The Themes of Insomnia in Pashto Tappa: A Cultural and Literary Representation
DOI:
https://doi.org/10.63163/jpehss.v3i4.985Abstract
This study explores the motif of insomnia in Pashto tappa as a culturally embedded literary symptom that reflects emotional, social, and existential tensions in Pashtun life. Drawing on a qualitative content analysis of a purposive corpus of tappa collected from oral traditions, contemporary recordings, and written anthologies, the research employs thematic and semiotic approaches to decode how insomnia is represented, metaphorized, and experienced in these couplets. The analysis reveals that insomnia functions on multiple symbolic registers: as an expression of unfulfilled love and longing, as a manifestation of spiritual or metaphysical restlessness, and as an index of collective anxiety about social dislocation, loss, and identity.
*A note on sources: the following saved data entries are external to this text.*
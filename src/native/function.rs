//! Native function descriptors and the registry that resolves them.

use crate::types::DataType;
use std::collections::HashMap;

/// Identifies the executable implementation behind a native function
#[derive(Debug, Clone, PartialEq, Eq, Hash)]
pub enum NativeHandle {
    /// Unary negation, `-x`
    Negative,
    /// Unary identity, `+x`
    Positive,
    /// Conversion to the given type
    Cast(DataType),
    Scalar(String),
    Aggregate(String),
}

/// Descriptor of a native function
#[derive(Debug, Clone, PartialEq)]
pub struct FunctionInfo {
    /// Canonical name, shared by every alias of the function
    pub display_name: String,
    pub deterministic: bool,
    pub handle: NativeHandle,
    /// Whether the implementation can be parameterized by a concrete type
    pub settable: bool,
    pub type_parameter: Option<DataType>,
}

impl FunctionInfo {
    pub fn scalar(display_name: &str) -> Self {
        Self {
            display_name: display_name.to_string(),
            deterministic: true,
            handle: NativeHandle::Scalar(display_name.to_string()),
            settable: false,
            type_parameter: None,
        }
    }

    pub fn aggregate(display_name: &str) -> Self {
        Self {
            handle: NativeHandle::Aggregate(display_name.to_string()),
            ..Self::scalar(display_name)
        }
    }

    pub fn cast(display_name: &str, target: DataType) -> Self {
        Self {
            handle: NativeHandle::Cast(target),
            ..Self::scalar(display_name)
        }
    }

    pub fn settable_cast(display_name: &str, default_target: DataType) -> Self {
        Self {
            settable: true,
            ..Self::cast(display_name, default_target)
        }
    }

    pub fn non_deterministic(mut self) -> Self {
        self.deterministic = false;
        self
    }

    pub fn with_handle(mut self, handle: NativeHandle) -> Self {
        self.handle = handle;
        self
    }

    /// A fresh instance parameterized by `data_type`; `None` if not settable
    pub fn with_type_parameter(&self, data_type: DataType) -> Option<Self> {
        if !self.settable {
            return None;
        }
        let mut info = self.clone();
        if let NativeHandle::Cast(_) = info.handle {
            info.handle = NativeHandle::Cast(data_type.clone());
        }
        info.type_parameter = Some(data_type);
        Some(info)
    }

    /// Target type when this function is a cast
    pub fn cast_target(&self) -> Option<&DataType> {
        match &self.handle {
            NativeHandle::Cast(target) => Some(self.type_parameter.as_ref().unwrap_or(target)),
            _ => None,
        }
    }
}

/// Lookup service for native functions
pub trait FunctionRegistry: Send + Sync {
    fn lookup(&self, name: &str) -> Option<FunctionInfo>;

    /// Case normalization applied to names before any lookup
    fn normalize_name(&self, name: &str) -> String {
        name.trim().to_lowercase()
    }
}

/// In-memory registry of native functions, keyed by lower-cased name
#[derive(Debug, Clone, Default)]
pub struct BuiltinFunctionRegistry {
    functions: HashMap<String, FunctionInfo>,
}

impl BuiltinFunctionRegistry {
    pub fn new() -> Self {
        Self::default()
    }

    /// Registry preloaded with the engine's built-in functions
    pub fn with_builtins() -> Self {
        let mut registry = Self::new();

        for name in ["+", "-", "*", "/", "%", "and", "or", "=", "<", "<=", ">", ">="] {
            registry.register(name, FunctionInfo::scalar(name));
        }
        registry.register("not", FunctionInfo::scalar("not"));
        registry.alias("!", "not");
        registry.alias("==", "=");
        registry.register("<>", FunctionInfo::scalar("<>"));
        registry.alias("!=", "<>");
        registry.register("<=>", FunctionInfo::scalar("<=>"));
        registry.register("in", FunctionInfo::scalar("in"));
        registry.register("isnull", FunctionInfo::scalar("isnull"));
        registry.register("isnotnull", FunctionInfo::scalar("isnotnull"));
        registry.register(
            "negative",
            FunctionInfo::scalar("negative").with_handle(NativeHandle::Negative),
        );
        registry.register(
            "positive",
            FunctionInfo::scalar("positive").with_handle(NativeHandle::Positive),
        );

        for name in [
            "abs", "upper", "lower", "concat", "substr", "length", "year", "month", "day",
            "to_date", "coalesce", "if", "round", "floor", "ceil",
        ] {
            registry.register(name, FunctionInfo::scalar(name));
        }
        registry.alias("ucase", "upper");
        registry.alias("lcase", "lower");
        registry.alias("substring", "substr");

        for name in ["rand", "unix_timestamp", "uuid", "current_timestamp"] {
            registry.register(name, FunctionInfo::scalar(name).non_deterministic());
        }

        for name in ["count", "sum", "avg", "min", "max"] {
            registry.register(name, FunctionInfo::aggregate(name));
        }

        registry.register("tinyint", FunctionInfo::cast("tinyint", DataType::TinyInt));
        registry.register("smallint", FunctionInfo::cast("smallint", DataType::SmallInt));
        registry.register("int", FunctionInfo::cast("int", DataType::Int));
        registry.register("bigint", FunctionInfo::cast("bigint", DataType::BigInt));
        registry.register("float", FunctionInfo::cast("float", DataType::Float));
        registry.register("double", FunctionInfo::cast("double", DataType::Double));
        registry.register("boolean", FunctionInfo::cast("boolean", DataType::Boolean));
        registry.register("string", FunctionInfo::cast("string", DataType::String));
        registry.register("timestamp", FunctionInfo::cast("timestamp", DataType::Timestamp));
        registry.register("datetime", FunctionInfo::cast("datetime", DataType::Date));
        registry.register("binary", FunctionInfo::cast("binary", DataType::Binary));
        registry.register(
            "char",
            FunctionInfo::settable_cast("char", DataType::Char(255)),
        );
        registry.register(
            "varchar",
            FunctionInfo::settable_cast("varchar", DataType::Varchar(65535)),
        );
        registry.register(
            "decimal",
            FunctionInfo::settable_cast(
                "decimal",
                DataType::Decimal {
                    precision: 10,
                    scale: 0,
                },
            ),
        );

        registry
    }

    pub fn register(&mut self, name: &str, info: FunctionInfo) {
        self.functions.insert(self.normalize_name(name), info);
    }

    /// Make `alias` resolve to the descriptor registered under `target`
    pub fn alias(&mut self, alias: &str, target: &str) {
        if let Some(info) = self.functions.get(&self.normalize_name(target)).cloned() {
            self.functions.insert(self.normalize_name(alias), info);
        }
    }

    pub fn len(&self) -> usize {
        self.functions.len()
    }

    pub fn is_empty(&self) -> bool {
        self.functions.is_empty()
    }
}

impl FunctionRegistry for BuiltinFunctionRegistry {
    fn lookup(&self, name: &str) -> Option<FunctionInfo> {
        self.functions.get(&self.normalize_name(name)).cloned()
    }
}

#[cfg(test)]
mod tests {
    use super::*;

    #[test]
    fn test_lookup_is_case_insensitive() {
        let registry = BuiltinFunctionRegistry::with_builtins();
        let upper = registry.lookup("UPPER").unwrap();
        assert_eq!(upper.display_name, "upper");
        assert_eq!(registry.lookup(" Upper "), Some(upper));
        assert!(registry.lookup("no_such_fn").is_none());
    }

    #[test]
    fn test_aliases_share_display_name() {
        let registry = BuiltinFunctionRegistry::with_builtins();
        assert_eq!(registry.lookup("!").unwrap().display_name, "not");
        assert_eq!(registry.lookup("!=").unwrap().display_name, "<>");
        assert_eq!(registry.lookup("ucase").unwrap().display_name, "upper");
    }

    #[test]
    fn test_determinism_flags() {
        let registry = BuiltinFunctionRegistry::with_builtins();
        assert!(registry.lookup("abs").unwrap().deterministic);
        assert!(!registry.lookup("rand").unwrap().deterministic);
    }

    #[test]
    fn test_settable_cast() {
        let registry = BuiltinFunctionRegistry::with_builtins();
        let varchar = registry.lookup("varchar").unwrap();
        let sized = varchar.with_type_parameter(DataType::Varchar(20)).unwrap();
        assert_eq!(sized.type_parameter, Some(DataType::Varchar(20)));
        assert_eq!(sized.cast_target(), Some(&DataType::Varchar(20)));
        // the registered descriptor is left untouched
        assert_eq!(varchar.type_parameter, None);

        let int = registry.lookup("int").unwrap();
        assert!(int.with_type_parameter(DataType::Int).is_none());
        assert_eq!(int.cast_target(), Some(&DataType::Int));
    }
}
In many tappa(s), the inability to sleep is not merely a physiological complaint but a culturally sanctioned language for voicing personal suffering and communal memory. The study situates these representations within broader Pashtun cultural narratives, showing how literary form and affective content coalesce to make insomnia both a personal symptom and a shared cultural discourse. The findings contribute to literary anthropology and affect studies by demonstrating that what appears as a private disturbance in tappa is simultaneously a public cultural signifier, thereby offering a nuanced understanding of emotion, embodiment, and meaning making in Pashto folk literature.